For convenience rename the points $P_1,...,P_n$. We will proceed by induction on $n$, starting from $n=6$. By induction, it easy to see that we can construct by adding $P_{i+1}$ (if necessary relabel the points so that we have the right order) outside of the convex hull of $P_1...P_i$. So we may assume $P_n$ is outside the convex hull of $P_1...P_{n-1}$ [name this convex hull $\mathcal{P}$ for convenience. Since $P_n$ is outside $\mathcal{P}$ there exist at least two points (say $P_1,P_2$) such that the segments $P_1P_n$ and $P_2P_n$ which don't intersect $\mathcal{P}$. If there also exists a third such point $P_3$, simply add one of these three segments to each of the three networks. Otherwise, assume wlog that road network $G_1$ didn't have $P_1P_2$ as a road. Now, consider the process of smoothly rotating the ray $P_nP_1$ to the ray $P_nP_2$ (passing through every other vertex in the process).
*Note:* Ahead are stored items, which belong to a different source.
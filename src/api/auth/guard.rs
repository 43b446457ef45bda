use async_trait::async_trait;
use axum::{extract::FromRequestParts, http::request::Parts};
use std::sync::Arc;

use snowthaw_backend::auth::AuthGateway;

use crate::api::error::ApiError;
use crate::state::AppState;

/// Extractor for admin-only routes, holds the token subject / 管理员鉴权提取器
#[derive(Debug, Clone)]
pub struct RequireAdmin(pub String);

#[async_trait]
impl FromRequestParts<Arc<AppState>> for RequireAdmin {
    type Rejection = ApiError;

    async fn from_request_parts(parts: &mut Parts, state: &Arc<AppState>) -> Result<Self, Self::Rejection> {
        match AuthGateway::new(&state.tokens).authorize(&parts.headers) {
            Ok(subject) => Ok(RequireAdmin(subject)),
            Err(e) => {
                tracing::debug!("Rejected {} {}: {}", parts.method, parts.uri.path(), e);
                Err(e.into())
            }
        }
    }
}
//! Application configuration module / 应用配置模块
//!
//! Configuration is loaded once from config.json at start-up, then environment
//! overrides are applied. A default file is created on first run / 首次运行时创建默认配置文件

use serde::{Deserialize, Serialize};
use std::path::{Path, PathBuf};

use crate::error::ConfigError;

/// Application configuration / 应用配置
#[derive(Debug, Clone, Default, Serialize, Deserialize)]
#[serde(default)]
pub struct AppConfig {
    /// Server configuration / 服务器配置
    pub server: ServerConfig,
    /// Database configuration / 数据库配置
    pub database: DatabaseConfig,
    /// Admin authentication configuration / 管理员认证配置
    pub auth: AuthConfig,
    /// Cross-origin configuration / 跨域配置
    pub cors: CorsConfig,
}

/// Server configuration / 服务器配置
#[derive(Debug, Clone, Serialize, Deserialize)]
#[serde(default)]
pub struct ServerConfig {
    /// Server host address / 服务器监听地址
    pub host: String,
    /// Server port / 服务器端口
    pub port: u16,
}

/// Database configuration / 数据库配置
#[derive(Debug, Clone, Serialize, Deserialize)]
#[serde(default)]
pub struct DatabaseConfig {
    /// Data directory path / 数据目录路径
    pub data_dir: String,
    /// Card database file path (relative to data_dir) / 卡片数据库文件路径
    pub db_file: String,
    /// Full connection URL, takes precedence over data_dir/db_file / 完整连接地址
    #[serde(skip_serializing_if = "Option::is_none")]
    pub url: Option<String>,
}

/// Admin authentication configuration / 管理员认证配置
#[derive(Debug, Clone, Serialize, Deserialize)]
#[serde(default)]
pub struct AuthConfig {
    /// Token signing secret, required / 令牌签名密钥（必填）
    pub secret_key: String,
    pub admin_username: String,
    pub admin_password: String,
    /// Access token lifetime in minutes / 访问令牌有效期（分钟）
    pub access_token_expire_minutes: u64,
}

/// Cross-origin configuration / 跨域配置
#[derive(Debug, Clone, Default, Serialize, Deserialize)]
#[serde(default)]
pub struct CorsConfig {
    /// Allowed frontend origins, empty means any / 允许的前端来源，为空表示全部
    pub frontend_origins: Vec<String>,
}

impl Default for ServerConfig {
    fn default() -> Self {
        Self {
            host: "0.0.0.0".to_string(),
            port: 8000,
        }
    }
}

impl Default for DatabaseConfig {
    fn default() -> Self {
        Self {
            data_dir: "data".to_string(),
            db_file: "snowthaw.db".to_string(),
            url: None,
        }
    }
}

impl Default for AuthConfig {
    fn default() -> Self {
        Self {
            secret_key: String::new(),
            admin_username: "admin".to_string(),
            admin_password: "admin123".to_string(),
            access_token_expire_minutes: 1440,
        }
    }
}

impl AppConfig {
    /// Get the full database URL / 获取完整的数据库URL
    pub fn get_database_url(&self) -> String {
        if let Some(url) = self.database.url.as_deref().filter(|u| !u.is_empty()) {
            return url.to_string();
        }
        let db_path = Path::new(&self.database.data_dir).join(&self.database.db_file);
        format!("sqlite:{}?mode=rwc", db_path.to_string_lossy())
    }

    /// Get the full data directory path / 获取完整的数据目录路径
    pub fn get_data_dir(&self) -> PathBuf {
        PathBuf::from(&self.database.data_dir)
    }

    /// Get the server bind address / 获取服务器绑定地址
    pub fn get_bind_address(&self) -> String {
        format!("{}:{}", self.server.host, self.server.port)
    }

    /// Apply environment overrides / 应用环境变量覆盖
    pub fn apply_env_overrides(&mut self) {
        self.apply_overrides(|key| std::env::var(key).ok());
    }

    /// Apply overrides from an arbitrary lookup, empty values are ignored
    pub fn apply_overrides<F>(&mut self, lookup: F)
    where
        F: Fn(&str) -> Option<String>,
    {
        let get = |key: &str| lookup(key).filter(|v| !v.trim().is_empty());

        if let Some(v) = get("SECRET_KEY") {
            self.auth.secret_key = v;
        }
        if let Some(v) = get("ADMIN_USERNAME") {
            self.auth.admin_username = v;
        }
        if let Some(v) = get("ADMIN_PASSWORD") {
            self.auth.admin_password = v;
        }
        if let Some(v) = get("ACCESS_TOKEN_EXPIRE_MINUTES") {
            match v.trim().parse::<u64>() {
                Ok(minutes) => self.auth.access_token_expire_minutes = minutes,
                Err(_) => tracing::warn!("Ignoring invalid ACCESS_TOKEN_EXPIRE_MINUTES: {}", v),
            }
        }
        if let Some(v) = get("DATABASE_URL") {
            self.database.url = Some(v);
        }
        if let Some(v) = get("FRONTEND_ORIGINS") {
            self.cors.frontend_origins = v
                .split(',')
                .map(str::trim)
                .filter(|o| !o.is_empty())
                .map(String::from)
                .collect();
        }
        if let Some(v) = get("HOST") {
            self.server.host = v;
        }
        if let Some(v) = get("PORT") {
            match v.trim().parse::<u16>() {
                Ok(port) => self.server.port = port,
                Err(_) => tracing::warn!("Ignoring invalid PORT: {}", v),
            }
        }
    }
}

/// Get the config file path / 获取配置文件路径
fn get_config_path() -> PathBuf {
    std::env::current_dir()
        .unwrap_or_else(|_| PathBuf::from("."))
        .join("config.json")
}

/// Load configuration from ./config.json plus environment overrides / 加载配置文件
pub fn load_config() -> Result<AppConfig, ConfigError> {
    let mut config = load_config_from(&get_config_path())?;
    config.apply_env_overrides();
    Ok(config)
}

/// Load configuration from file, or create default if not exists / 加载配置文件，不存在则创建默认配置
pub fn load_config_from(config_path: &Path) -> Result<AppConfig, ConfigError> {
    if config_path.exists() {
        let content = std::fs::read_to_string(config_path)?;
        let config: AppConfig = serde_json::from_str(&content)?;

        tracing::info!("Loaded configuration from {:?}", config_path);
        Ok(config)
    } else {
        let config = AppConfig::default();
        save_config(&config, config_path)?;
        tracing::info!("Created default configuration at {:?}", config_path);
        Ok(config)
    }
}

/// Save configuration to file / 保存配置到文件
pub fn save_config(config: &AppConfig, config_path: &Path) -> Result<(), ConfigError> {
    let content = serde_json::to_string_pretty(config)?;
    std::fs::write(config_path, content).map_err(ConfigError::Write)?;
    Ok(())
}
Let wlog $P_3$ be (one of) the vertex connected to $P_1$ inside $G_1$ (by hypothesis this point couldn't have been $P_2$). If $P_nP_3$ is uninterrupted by other roads in $G_1$, just add this segment. Otherwise, in the process of rotation, let $P_4$ be first "obstacle" to seeing segment $P_1P_3$. It is clear to see that adding point $P_nP_4$ will work, as there can't be any ther obstacle (since $P_4$ was the first and no tree points are aligned). Now, since $P_nP_1$,$P_nP_2$, and $P_nP_4$ are distinct, we can just add these three to $G_2,G_3,G_1$ respectively, and we are done. So it suffices to check $n=6$ which has just a finite amount of cases.

So can anyone give an explicit proof of the base case when $n=6$?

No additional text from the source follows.